### Recorded information
_ _ _ _

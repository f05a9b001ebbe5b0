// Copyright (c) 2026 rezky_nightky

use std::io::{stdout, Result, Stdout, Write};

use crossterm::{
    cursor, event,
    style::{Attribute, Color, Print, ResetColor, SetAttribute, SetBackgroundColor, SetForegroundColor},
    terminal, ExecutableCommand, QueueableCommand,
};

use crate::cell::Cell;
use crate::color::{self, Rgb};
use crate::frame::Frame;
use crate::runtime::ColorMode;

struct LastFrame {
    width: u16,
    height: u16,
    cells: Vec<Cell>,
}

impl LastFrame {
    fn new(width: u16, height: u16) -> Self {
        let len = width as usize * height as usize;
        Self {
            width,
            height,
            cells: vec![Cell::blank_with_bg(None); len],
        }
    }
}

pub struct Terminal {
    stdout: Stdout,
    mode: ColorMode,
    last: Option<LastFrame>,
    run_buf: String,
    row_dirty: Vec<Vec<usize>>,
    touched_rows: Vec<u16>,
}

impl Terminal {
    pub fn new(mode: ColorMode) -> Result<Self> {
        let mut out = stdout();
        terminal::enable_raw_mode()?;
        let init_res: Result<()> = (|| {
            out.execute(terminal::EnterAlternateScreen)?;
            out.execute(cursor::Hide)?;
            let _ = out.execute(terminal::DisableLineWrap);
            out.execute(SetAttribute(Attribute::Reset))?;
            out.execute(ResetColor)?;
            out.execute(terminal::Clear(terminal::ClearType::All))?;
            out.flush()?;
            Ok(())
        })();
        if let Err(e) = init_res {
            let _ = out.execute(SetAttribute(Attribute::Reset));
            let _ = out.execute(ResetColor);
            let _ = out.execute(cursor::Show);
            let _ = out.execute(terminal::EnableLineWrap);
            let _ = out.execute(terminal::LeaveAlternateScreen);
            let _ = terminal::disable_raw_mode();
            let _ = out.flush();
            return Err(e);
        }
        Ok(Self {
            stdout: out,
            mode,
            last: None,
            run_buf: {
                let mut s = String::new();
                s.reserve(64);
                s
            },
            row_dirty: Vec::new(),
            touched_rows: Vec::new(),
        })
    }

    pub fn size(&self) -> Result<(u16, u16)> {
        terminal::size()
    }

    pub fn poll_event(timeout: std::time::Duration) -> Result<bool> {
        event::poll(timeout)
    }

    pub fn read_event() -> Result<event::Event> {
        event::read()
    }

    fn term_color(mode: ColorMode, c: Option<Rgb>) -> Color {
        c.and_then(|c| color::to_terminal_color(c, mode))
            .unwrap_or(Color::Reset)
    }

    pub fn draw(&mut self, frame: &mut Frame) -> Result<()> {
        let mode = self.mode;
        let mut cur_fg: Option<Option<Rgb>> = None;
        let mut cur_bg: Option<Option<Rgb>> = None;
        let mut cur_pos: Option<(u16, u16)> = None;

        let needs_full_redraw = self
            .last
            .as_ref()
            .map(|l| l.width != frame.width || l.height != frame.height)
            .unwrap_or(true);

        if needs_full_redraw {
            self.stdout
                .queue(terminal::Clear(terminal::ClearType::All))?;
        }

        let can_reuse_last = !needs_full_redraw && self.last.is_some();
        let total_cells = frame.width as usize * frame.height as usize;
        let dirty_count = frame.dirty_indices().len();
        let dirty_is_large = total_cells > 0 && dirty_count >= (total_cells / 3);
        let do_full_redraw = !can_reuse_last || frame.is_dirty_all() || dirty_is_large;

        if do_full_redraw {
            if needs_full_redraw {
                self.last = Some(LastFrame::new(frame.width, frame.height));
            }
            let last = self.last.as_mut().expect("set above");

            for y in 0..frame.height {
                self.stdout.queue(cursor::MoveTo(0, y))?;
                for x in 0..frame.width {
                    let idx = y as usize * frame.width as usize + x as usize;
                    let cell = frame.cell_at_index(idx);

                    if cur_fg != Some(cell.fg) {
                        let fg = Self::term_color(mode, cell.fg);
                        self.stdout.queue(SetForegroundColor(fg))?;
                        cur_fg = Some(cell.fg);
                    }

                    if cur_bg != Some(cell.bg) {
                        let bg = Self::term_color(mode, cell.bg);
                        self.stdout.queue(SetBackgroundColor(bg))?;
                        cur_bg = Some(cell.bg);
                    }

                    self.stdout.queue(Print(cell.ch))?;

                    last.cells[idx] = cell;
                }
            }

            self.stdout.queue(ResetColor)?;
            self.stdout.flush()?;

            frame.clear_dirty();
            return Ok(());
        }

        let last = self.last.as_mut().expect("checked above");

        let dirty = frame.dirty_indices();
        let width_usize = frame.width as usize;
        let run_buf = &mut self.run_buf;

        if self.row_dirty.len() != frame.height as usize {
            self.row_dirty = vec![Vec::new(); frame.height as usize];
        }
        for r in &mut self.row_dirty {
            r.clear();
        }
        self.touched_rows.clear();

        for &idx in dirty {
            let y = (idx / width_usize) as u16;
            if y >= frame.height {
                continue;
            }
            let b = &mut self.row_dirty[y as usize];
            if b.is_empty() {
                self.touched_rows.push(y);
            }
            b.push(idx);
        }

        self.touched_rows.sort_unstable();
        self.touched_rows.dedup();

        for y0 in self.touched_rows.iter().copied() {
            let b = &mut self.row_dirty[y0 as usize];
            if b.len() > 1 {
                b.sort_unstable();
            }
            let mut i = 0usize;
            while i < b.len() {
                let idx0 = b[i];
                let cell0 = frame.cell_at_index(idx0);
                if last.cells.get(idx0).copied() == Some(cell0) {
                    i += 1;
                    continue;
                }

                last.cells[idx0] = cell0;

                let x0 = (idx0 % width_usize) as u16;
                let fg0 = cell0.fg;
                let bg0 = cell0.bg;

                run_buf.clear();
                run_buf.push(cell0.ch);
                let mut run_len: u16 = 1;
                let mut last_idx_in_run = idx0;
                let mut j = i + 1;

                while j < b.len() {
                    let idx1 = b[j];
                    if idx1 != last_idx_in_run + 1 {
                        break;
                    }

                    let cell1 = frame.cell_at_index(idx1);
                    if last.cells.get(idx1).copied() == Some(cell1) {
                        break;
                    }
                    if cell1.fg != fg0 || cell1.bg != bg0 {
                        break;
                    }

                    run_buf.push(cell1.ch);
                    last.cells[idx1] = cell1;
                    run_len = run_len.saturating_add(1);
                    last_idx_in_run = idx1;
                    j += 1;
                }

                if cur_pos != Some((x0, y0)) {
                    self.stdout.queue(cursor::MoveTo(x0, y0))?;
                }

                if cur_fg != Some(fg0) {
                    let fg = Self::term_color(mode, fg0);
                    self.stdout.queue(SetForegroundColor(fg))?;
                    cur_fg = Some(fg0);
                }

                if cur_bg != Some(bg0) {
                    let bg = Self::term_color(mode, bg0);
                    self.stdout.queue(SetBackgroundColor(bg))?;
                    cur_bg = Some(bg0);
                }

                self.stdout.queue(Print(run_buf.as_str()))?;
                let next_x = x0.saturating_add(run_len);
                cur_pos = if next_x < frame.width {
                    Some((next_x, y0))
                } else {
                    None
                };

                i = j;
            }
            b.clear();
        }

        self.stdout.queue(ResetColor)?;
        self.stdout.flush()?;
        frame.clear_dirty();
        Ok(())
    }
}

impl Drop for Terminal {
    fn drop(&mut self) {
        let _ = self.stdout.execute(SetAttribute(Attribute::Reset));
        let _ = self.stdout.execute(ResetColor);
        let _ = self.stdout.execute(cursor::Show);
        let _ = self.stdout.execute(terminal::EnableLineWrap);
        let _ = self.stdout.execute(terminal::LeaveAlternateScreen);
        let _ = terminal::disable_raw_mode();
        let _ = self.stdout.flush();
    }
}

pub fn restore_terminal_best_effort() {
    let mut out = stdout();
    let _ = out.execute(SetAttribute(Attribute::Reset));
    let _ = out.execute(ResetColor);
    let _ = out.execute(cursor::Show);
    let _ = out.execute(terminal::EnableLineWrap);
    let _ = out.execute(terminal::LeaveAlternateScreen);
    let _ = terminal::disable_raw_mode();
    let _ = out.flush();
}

_ _ _ _

### Task prompt
From the records above, copy only the lines starting with the line that holds "cur_bg = Some(cell.bg);" and going on through the line that holds "for r in &mut", exactly as written.

### Output for this exercise
                        cur_bg = Some(cell.bg);
                    }

                    self.stdout.queue(Print(cell.ch))?;

                    last.cells[idx] = cell;
                }
            }

            self.stdout.queue(ResetColor)?;
            self.stdout.flush()?;

            frame.clear_dirty();
            return Ok(());
        }

        let last = self.last.as_mut().expect("checked above");

        let dirty = frame.dirty_indices();
        let width_usize = frame.width as usize;
        let run_buf = &mut self.run_buf;

        if self.row_dirty.len() != frame.height as usize {
            self.row_dirty = vec![Vec::new(); frame.height as usize];
        }
        for r in &mut self.row_dirty {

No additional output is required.